Avec une dizaine de concerts donnés chaque année, la saison de l’Auditorium du Louvre continue d’attirer un public fidèle, sans doute charmé par la proximité avec les interprètes, du fait de sa jauge réduite à 420 places. C’est là la taille idéale pour accueillir l’Ensemble Les Surprises, qui défend depuis sa création l’interprétation sur instruments d’époque autour d’un effectif restreint. Le chœur qui accompagne ce programme, qui met en miroir les musiques de Marc‑Antoine Charpentier (1643‑1704) et Henry Desmarest (1661-1741), est lui aussi allégé à onze chanteurs, dont certains font office de solistes à l’occasion.
Tout au long de la soirée, on assiste ainsi à un va‑et‑vient des choristes-solistes, qui rejoignent le devant de la scène pour rapidement retrouver leur position initiale auprès de leurs collègues, une fois leur solo achevé. Si le niveau du chœur est superlatif, comme on avait déjà pu le constater en concert (voir notamment en 2021), on est plus réservé concernant les solistes, qui affichent un bon niveau, sans plus. Eugénie Lefebvre domine la distribution par son engagement éloquent, faisant valoir ses riches moyens par une intention mordante, parfois un rien à la peine dans les accélérations. On aime aussi la musicalité pleine de grâce de Jehanne Amzal, et ce malgré les rares attaques imprécises qui occasionnent quelques faussetés.
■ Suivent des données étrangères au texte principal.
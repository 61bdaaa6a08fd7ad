use std::io;
use std::time::Duration;

use ratatui::crossterm::event::{
    self, DisableMouseCapture, EnableMouseCapture, Event, KeyCode, KeyEvent, KeyEventKind,
    KeyModifiers, MouseButton, MouseEvent, MouseEventKind,
};
use ratatui::crossterm::execute;
use ratatui::crossterm::terminal::{
    disable_raw_mode, enable_raw_mode, EnterAlternateScreen, LeaveAlternateScreen,
};
use ratatui::layout::Rect;
use ratatui::prelude::CrosstermBackend;
use ratatui::Terminal;
use tracing::{debug, info};

use crate::error::Result;
use crate::state::{AppState, Dialog};
use crate::ui::dialog::{self, DialogHit};
use crate::ui::{item_list, layout};

pub fn run_tui(mut state: AppState) -> Result<()> {
    enable_raw_mode()?;
    let mut stdout = io::stdout();
    if let Err(e) = execute!(stdout, EnterAlternateScreen, EnableMouseCapture) {
        disable_raw_mode().ok();
        return Err(e.into());
    }

    let backend = CrosstermBackend::new(stdout);
    let mut terminal = match Terminal::new(backend) {
        Ok(t) => t,
        Err(e) => {
            restore_terminal();
            return Err(e.into());
        }
    };

    info!(items = state.items.len(), "entering terminal UI");
    let result = main_loop(&mut terminal, &mut state);

    // Restore terminal
    disable_raw_mode().ok();
    execute!(terminal.backend_mut(), LeaveAlternateScreen, DisableMouseCapture).ok();
    terminal.show_cursor().ok();

    result
}

fn restore_terminal() {
    disable_raw_mode().ok();
    execute!(io::stdout(), LeaveAlternateScreen, DisableMouseCapture).ok();
}

fn main_loop(
    terminal: &mut Terminal<CrosstermBackend<io::Stdout>>,
    state: &mut AppState,
) -> Result<()> {
    loop {
        terminal.draw(|f| crate::ui::draw(f, state))?;

        if state.should_quit {
            break;
        }

        if event::poll(Duration::from_millis(250))? {
            match event::read()? {
                Event::Key(key) if key.kind == KeyEventKind::Press => {
                    handle_key(key, state);
                }
                Event::Mouse(mouse) => {
                    let size = terminal.size()?;
                    let area = Rect::new(0, 0, size.width, size.height);
                    handle_mouse(mouse, state, area);
                }
                _ => {}
            }
        }
    }

    info!("leaving terminal UI");
    Ok(())
}

pub fn handle_key(key: KeyEvent, state: &mut AppState) {
    if key.code == KeyCode::Char('q') && key.modifiers.contains(KeyModifiers::CONTROL) {
        state.should_quit = true;
        return;
    }

    match state.top_dialog() {
        Some(Dialog::ReportAnswer) => handle_answer_key(key, state),
        Some(Dialog::ReportDetail) => match key.code {
            KeyCode::Esc | KeyCode::Enter | KeyCode::Char('q') => state.close_top_dialog(),
            KeyCode::Up | KeyCode::Char('k') => state.scroll_detail_up(),
            KeyCode::Down | KeyCode::Char('j') => state.scroll_detail_down(),
            _ => {}
        },
        Some(Dialog::Help) => match key.code {
            KeyCode::Esc | KeyCode::Enter | KeyCode::Char('?') => state.close_top_dialog(),
            _ => {}
        },
        None => handle_list_key(key, state),
    }
}

fn handle_list_key(key: KeyEvent, state: &mut AppState) {
    match key.code {
        KeyCode::Up | KeyCode::Char('k') => state.select_prev(),
        KeyCode::Down | KeyCode::Char('j') => state.select_next(),
        KeyCode::Home => state.select(0),
        KeyCode::End => state.select(state.items.len().saturating_sub(1)),
        KeyCode::Enter | KeyCode::Char(' ') => {
            state.status = None;
            state.activate_current();
        }
        KeyCode::Char('?') => state.show_help = true,
        KeyCode::Char('q') => state.should_quit = true,
        _ => {}
    }
}

fn handle_answer_key(key: KeyEvent, state: &mut AppState) {
    match key.code {
        KeyCode::Esc => state.close_top_dialog(),
        KeyCode::Enter => {
            state.submit_report();
        }
        KeyCode::Backspace => {
            if let Some(m) = state.answer_modal.as_mut() {
                m.pop_reason_char();
            }
        }
        KeyCode::Char(c) if !key.modifiers.contains(KeyModifiers::CONTROL) => {
            if let Some(m) = state.answer_modal.as_mut() {
                m.push_reason_char(c);
            }
        }
        _ => {}
    }
}

pub fn handle_mouse(mouse: MouseEvent, state: &mut AppState, area: Rect) {
    if mouse.kind != MouseEventKind::Down(MouseButton::Left) {
        return;
    }
    let (x, y) = (mouse.column, mouse.row);

    if let Some(hit) = dialog::hit_test(area, state, x, y) {
        debug!(?hit, x, y, "dialog click");
        match hit {
            DialogHit::Click(target) => state.click_dialog(target),
            DialogHit::Submit => {
                state.submit_report();
            }
        }
        return;
    }

    let list = layout::compute_layout(area).list;
    if x < list.x || x >= list.x + list.width {
        return;
    }
    if let Some(idx) = item_list::item_at(list, state, y) {
        state.select(idx);
        state.status = None;
        state.activate_current();
    }
}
Clément Debieuvre se démarque côté masculin par *a voix agile et son sens dramatique, tandis qu’Etienne Bazola affiche sa solidité technique, un rien trop marmoréenne sur la durée.
La soirée vaut avant tout pour la direction vive et enjouée de
Louis‑Noël Bestion de Camboulas, qui n’a pas son pareil pour donner un
rebond rythmique sans temps mort au prélude bien connu du Te Deum
(1698) de Charpentier, qui ouvre le programme. Si la trompette de
Jean‑Charles Denis a fort à faire tout du long, elle se joue de la
plupart des écueils avec un bel aplomb, malgré quelques inévitables
faussetés. C’est surtout la seconde partie du programme, consacrée à des
redécouvertes récentes d’ouvrages d’Henry Desmarest, à la Bibliothèque
de l’Académie du Concert de Lyon, qui donne un éclairage réjouissant à
ce concert. Un disque de ce programme est en préparation, suite à
l’enregistrement réalisé en décembre 2022 à l’Arsenal de Metz, avec une
sortie prévue en novembre 2023.
On doit au travail du Centre de musique baroque de Versailles (déjà à
l’origine d’un hommage à Charpentier avec l’apposition d’une plaque sur
l’hôtel de Clisson à Paris, pour rappeler ses fonctions de compositeur
au service de Mademoiselle de Guise, entre 1670 et 1688) le travail de
réédition de cette musique aussi chaleureuse qu’expressive, parfois
surprenante dans son utilisation dramatique des silences. Autant l’Usquequo Domine (1708) que le Te Deum
(postérieur à 1707) montrent un même visage de Desmarest, enthousiaste
et imaginatif, où les différents pupitres et tessitures rivalisent de
joutes virevoltantes.
Le retour de la trompette aux deux tiers du Te Deum, fait croire à
la fin de l’ouvrage, ce qui trompe une partie du public qui
applaudit avant la véritable conclusion. Face à l’accueil chaleureux et
manifeste, Bestion de Camboulas gratifie l’assistance d’un bis charmant,
dédié au sommeil (Cur non tollis peccatum meum). De quoi
ressortir de l’Auditorium avec des étoiles plein les yeux, et la volonté
de découvrir plus avant ce magicien des sons qu’est Desmarest.